* **EXERCISE INSTRUCTIONS**:
Lines to restate from the data below: from the one containing "the binary itself." to the one containing "kind, for logging.", both included. Give them again exactly, and only them.

* **Records from a dataset**:

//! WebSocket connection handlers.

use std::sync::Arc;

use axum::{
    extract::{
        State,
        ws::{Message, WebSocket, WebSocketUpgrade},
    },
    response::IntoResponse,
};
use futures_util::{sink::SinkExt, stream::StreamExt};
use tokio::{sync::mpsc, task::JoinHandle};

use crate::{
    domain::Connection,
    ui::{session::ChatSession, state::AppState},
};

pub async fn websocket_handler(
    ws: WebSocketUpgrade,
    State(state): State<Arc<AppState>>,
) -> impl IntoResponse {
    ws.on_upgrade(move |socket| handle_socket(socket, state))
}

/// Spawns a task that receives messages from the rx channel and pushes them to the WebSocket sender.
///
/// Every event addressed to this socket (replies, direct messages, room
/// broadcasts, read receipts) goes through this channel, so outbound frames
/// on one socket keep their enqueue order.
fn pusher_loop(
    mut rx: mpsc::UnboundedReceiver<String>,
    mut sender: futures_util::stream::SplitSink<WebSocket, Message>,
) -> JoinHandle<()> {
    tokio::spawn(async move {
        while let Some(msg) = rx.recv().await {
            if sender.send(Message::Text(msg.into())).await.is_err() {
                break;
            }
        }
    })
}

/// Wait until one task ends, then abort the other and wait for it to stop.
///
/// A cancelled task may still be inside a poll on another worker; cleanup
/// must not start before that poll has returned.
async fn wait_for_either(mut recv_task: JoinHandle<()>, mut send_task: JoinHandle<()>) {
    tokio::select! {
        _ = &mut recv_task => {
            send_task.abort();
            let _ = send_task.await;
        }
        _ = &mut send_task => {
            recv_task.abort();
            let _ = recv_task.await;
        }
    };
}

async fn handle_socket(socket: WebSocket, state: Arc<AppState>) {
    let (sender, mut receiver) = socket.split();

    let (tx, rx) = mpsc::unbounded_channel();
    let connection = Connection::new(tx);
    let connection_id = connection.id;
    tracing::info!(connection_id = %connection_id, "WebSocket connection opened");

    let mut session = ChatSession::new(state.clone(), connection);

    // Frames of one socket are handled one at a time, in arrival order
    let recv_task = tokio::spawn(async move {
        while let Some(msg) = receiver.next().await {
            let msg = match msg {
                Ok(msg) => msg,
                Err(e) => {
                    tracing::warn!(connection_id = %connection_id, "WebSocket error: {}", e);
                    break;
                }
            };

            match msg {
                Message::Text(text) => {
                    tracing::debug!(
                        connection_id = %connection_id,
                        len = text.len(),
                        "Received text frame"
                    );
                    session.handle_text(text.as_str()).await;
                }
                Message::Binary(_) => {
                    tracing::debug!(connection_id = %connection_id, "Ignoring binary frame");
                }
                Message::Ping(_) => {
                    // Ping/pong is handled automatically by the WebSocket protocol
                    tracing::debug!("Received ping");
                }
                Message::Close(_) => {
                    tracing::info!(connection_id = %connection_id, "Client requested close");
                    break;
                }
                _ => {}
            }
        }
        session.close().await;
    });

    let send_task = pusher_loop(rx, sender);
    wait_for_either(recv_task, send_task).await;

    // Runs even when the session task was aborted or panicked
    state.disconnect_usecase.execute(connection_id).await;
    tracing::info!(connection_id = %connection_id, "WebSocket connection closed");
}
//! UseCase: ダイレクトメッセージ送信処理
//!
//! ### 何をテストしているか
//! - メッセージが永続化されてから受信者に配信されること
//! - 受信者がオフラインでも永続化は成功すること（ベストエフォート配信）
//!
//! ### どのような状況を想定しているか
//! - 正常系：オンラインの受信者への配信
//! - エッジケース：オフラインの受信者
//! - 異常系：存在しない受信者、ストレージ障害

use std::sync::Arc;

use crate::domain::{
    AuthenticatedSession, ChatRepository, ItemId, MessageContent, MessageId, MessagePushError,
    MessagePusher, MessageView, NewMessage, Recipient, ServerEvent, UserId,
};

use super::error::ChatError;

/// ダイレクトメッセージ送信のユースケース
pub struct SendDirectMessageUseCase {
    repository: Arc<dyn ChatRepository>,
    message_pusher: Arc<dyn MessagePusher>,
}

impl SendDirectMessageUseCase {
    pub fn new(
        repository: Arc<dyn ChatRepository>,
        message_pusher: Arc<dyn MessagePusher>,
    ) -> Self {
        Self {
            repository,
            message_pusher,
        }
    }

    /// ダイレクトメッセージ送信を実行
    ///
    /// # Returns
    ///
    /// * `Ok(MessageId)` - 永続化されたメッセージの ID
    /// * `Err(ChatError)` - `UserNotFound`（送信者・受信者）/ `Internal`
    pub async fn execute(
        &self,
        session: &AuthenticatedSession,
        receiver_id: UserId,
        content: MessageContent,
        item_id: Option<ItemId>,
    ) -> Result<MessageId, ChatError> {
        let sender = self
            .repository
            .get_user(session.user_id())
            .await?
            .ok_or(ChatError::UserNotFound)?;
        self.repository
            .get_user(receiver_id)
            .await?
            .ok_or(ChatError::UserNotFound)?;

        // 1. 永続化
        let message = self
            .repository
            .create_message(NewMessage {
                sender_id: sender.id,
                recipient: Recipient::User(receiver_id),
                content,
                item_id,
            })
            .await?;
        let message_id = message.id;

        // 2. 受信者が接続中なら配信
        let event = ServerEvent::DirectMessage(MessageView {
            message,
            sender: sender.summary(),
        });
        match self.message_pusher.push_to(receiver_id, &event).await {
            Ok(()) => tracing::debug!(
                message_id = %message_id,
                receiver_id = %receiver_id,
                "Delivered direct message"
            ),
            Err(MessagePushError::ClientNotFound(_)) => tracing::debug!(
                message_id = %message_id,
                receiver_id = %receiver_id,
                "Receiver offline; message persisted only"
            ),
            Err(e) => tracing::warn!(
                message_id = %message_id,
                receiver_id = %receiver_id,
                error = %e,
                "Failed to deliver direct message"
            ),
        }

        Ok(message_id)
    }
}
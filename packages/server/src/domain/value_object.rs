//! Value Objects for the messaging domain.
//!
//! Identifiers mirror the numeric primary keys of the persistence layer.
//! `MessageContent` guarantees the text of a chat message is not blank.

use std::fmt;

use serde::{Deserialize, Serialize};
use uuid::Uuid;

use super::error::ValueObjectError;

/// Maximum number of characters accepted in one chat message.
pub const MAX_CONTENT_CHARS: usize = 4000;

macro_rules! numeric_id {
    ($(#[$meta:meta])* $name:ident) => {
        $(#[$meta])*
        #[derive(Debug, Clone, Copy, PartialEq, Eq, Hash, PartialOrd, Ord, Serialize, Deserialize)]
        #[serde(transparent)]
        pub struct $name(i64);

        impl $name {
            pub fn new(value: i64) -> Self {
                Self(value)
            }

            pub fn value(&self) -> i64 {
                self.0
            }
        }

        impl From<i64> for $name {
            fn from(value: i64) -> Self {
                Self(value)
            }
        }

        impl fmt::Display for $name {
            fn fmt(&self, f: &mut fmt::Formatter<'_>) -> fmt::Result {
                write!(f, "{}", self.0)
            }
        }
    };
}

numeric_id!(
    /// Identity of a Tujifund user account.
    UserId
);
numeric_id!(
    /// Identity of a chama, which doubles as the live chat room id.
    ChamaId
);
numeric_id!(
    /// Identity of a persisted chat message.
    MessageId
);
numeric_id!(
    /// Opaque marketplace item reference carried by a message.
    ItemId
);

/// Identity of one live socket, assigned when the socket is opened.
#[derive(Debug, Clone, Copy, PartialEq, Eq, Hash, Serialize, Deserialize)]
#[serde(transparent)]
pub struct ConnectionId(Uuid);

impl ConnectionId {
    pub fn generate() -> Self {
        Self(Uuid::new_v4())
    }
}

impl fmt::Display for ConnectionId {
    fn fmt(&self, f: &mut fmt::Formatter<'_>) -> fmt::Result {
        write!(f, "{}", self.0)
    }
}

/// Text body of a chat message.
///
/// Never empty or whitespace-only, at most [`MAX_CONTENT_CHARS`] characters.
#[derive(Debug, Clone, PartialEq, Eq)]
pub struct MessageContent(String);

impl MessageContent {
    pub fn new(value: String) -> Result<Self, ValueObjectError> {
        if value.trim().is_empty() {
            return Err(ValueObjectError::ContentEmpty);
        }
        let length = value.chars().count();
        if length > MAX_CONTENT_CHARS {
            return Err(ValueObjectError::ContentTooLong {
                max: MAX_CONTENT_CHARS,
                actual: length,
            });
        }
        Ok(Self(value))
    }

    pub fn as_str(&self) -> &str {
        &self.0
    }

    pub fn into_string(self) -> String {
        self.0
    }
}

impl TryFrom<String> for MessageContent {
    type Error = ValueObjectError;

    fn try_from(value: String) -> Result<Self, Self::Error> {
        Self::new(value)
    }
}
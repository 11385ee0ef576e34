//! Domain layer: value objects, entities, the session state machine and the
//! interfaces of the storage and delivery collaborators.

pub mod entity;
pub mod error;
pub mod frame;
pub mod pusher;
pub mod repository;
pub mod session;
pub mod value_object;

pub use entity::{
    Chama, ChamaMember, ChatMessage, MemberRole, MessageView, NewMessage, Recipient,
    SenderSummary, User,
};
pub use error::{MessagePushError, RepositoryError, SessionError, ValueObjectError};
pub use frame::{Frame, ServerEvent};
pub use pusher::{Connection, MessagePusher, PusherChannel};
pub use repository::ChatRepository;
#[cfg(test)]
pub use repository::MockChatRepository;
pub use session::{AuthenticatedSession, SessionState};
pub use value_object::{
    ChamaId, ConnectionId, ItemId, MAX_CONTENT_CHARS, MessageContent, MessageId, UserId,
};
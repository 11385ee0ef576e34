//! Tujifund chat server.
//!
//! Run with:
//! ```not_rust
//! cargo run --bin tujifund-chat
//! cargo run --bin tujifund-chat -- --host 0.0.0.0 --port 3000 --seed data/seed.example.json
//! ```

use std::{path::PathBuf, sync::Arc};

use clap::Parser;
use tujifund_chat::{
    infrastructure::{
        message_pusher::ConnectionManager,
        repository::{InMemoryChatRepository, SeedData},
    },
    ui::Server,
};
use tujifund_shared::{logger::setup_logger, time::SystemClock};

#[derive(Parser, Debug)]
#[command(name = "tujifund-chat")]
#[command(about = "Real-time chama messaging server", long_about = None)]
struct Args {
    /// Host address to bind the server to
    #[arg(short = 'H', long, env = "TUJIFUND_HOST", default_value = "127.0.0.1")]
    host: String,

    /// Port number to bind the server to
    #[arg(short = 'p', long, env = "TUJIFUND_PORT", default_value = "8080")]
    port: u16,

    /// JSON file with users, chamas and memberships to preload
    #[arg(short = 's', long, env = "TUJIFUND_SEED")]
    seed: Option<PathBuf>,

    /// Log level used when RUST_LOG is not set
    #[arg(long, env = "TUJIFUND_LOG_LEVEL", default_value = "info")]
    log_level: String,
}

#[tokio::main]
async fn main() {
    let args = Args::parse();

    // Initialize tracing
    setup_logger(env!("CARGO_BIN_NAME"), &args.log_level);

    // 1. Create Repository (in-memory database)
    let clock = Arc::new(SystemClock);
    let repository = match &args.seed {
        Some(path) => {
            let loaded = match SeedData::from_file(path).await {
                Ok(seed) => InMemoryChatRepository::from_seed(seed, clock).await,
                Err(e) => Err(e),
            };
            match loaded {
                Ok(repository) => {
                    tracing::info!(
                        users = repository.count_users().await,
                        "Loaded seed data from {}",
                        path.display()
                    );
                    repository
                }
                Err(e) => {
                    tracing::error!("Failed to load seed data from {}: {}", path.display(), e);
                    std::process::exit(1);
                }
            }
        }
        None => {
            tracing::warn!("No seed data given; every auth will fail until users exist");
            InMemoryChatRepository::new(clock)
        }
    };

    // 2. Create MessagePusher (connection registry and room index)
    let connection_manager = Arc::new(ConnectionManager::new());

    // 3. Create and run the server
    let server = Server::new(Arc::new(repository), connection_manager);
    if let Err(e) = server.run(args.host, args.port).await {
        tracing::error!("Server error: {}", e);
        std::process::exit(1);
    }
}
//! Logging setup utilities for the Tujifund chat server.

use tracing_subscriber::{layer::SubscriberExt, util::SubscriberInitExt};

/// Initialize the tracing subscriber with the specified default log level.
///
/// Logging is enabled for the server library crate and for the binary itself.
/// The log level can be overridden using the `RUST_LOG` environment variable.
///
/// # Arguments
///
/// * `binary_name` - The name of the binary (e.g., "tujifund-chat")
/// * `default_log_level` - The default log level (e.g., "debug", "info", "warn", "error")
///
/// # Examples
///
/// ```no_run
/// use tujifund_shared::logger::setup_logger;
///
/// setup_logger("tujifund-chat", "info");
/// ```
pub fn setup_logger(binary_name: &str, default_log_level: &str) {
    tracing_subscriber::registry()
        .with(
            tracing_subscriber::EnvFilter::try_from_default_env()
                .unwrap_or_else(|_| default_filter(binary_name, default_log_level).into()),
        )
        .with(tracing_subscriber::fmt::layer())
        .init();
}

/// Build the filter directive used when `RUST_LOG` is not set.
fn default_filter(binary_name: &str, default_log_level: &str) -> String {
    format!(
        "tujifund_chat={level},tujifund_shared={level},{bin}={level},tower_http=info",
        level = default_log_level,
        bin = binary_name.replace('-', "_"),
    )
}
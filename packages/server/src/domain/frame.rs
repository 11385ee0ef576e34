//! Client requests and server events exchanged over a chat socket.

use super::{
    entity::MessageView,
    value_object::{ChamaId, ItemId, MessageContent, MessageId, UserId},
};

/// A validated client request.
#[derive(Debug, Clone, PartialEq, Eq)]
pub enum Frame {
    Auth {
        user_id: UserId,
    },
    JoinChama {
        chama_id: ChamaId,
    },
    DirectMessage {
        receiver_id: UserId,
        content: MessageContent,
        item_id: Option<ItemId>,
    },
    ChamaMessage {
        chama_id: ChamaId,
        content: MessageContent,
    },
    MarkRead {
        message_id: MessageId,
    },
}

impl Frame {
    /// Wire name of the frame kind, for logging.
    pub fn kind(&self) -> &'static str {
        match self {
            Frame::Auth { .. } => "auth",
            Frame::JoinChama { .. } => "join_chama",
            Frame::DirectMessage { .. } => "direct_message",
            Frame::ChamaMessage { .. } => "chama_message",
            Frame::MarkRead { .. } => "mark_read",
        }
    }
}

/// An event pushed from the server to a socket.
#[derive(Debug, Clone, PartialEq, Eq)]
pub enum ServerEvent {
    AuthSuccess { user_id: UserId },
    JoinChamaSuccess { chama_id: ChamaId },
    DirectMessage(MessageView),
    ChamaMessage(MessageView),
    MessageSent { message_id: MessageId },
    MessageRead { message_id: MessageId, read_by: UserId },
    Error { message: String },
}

* **RESPONSE**:
/// Logging is enabled for the server library crate and for the binary itself.
/// The log level can be overridden using the `RUST_LOG` environment variable.
///
/// # Arguments
///
/// * `binary_name` - The name of the binary (e.g., "tujifund-chat")
/// * `default_log_level` - The default log level (e.g., "debug", "info", "warn", "error")
///
/// # Examples
///
/// ```no_run
/// use tujifund_shared::logger::setup_logger;
///
/// setup_logger("tujifund-chat", "info");
/// ```
pub fn setup_logger(binary_name: &str, default_log_level: &str) {
    tracing_subscriber::registry()
        .with(
            tracing_subscriber::EnvFilter::try_from_default_env()
                .unwrap_or_else(|_| default_filter(binary_name, default_log_level).into()),
        )
        .with(tracing_subscriber::fmt::layer())
        .init();
}

/// Build the filter directive used when `RUST_LOG` is not set.
fn default_filter(binary_name: &str, default_log_level: &str) -> String {
    format!(
        "tujifund_chat={level},tujifund_shared={level},{bin}={level},tower_http=info",
        level = default_log_level,
        bin = binary_name.replace('-', "_"),
    )
}
filename packages/server/src/domain/frame.rs
repository 11385ee0ef576e34
//! Client requests and server events exchanged over a chat socket.

use super::{
    entity::MessageView,
    value_object::{ChamaId, ItemId, MessageContent, MessageId, UserId},
};

/// A validated client request.
#[derive(Debug, Clone, PartialEq, Eq)]
pub enum Frame {
    Auth {
        user_id: UserId,
    },
    JoinChama {
        chama_id: ChamaId,
    },
    DirectMessage {
        receiver_id: UserId,
        content: MessageContent,
        item_id: Option<ItemId>,
    },
    ChamaMessage {
        chama_id: ChamaId,
        content: MessageContent,
    },
    MarkRead {
        message_id: MessageId,
    },
}

impl Frame {
    /// Wire name of the frame kind, for logging.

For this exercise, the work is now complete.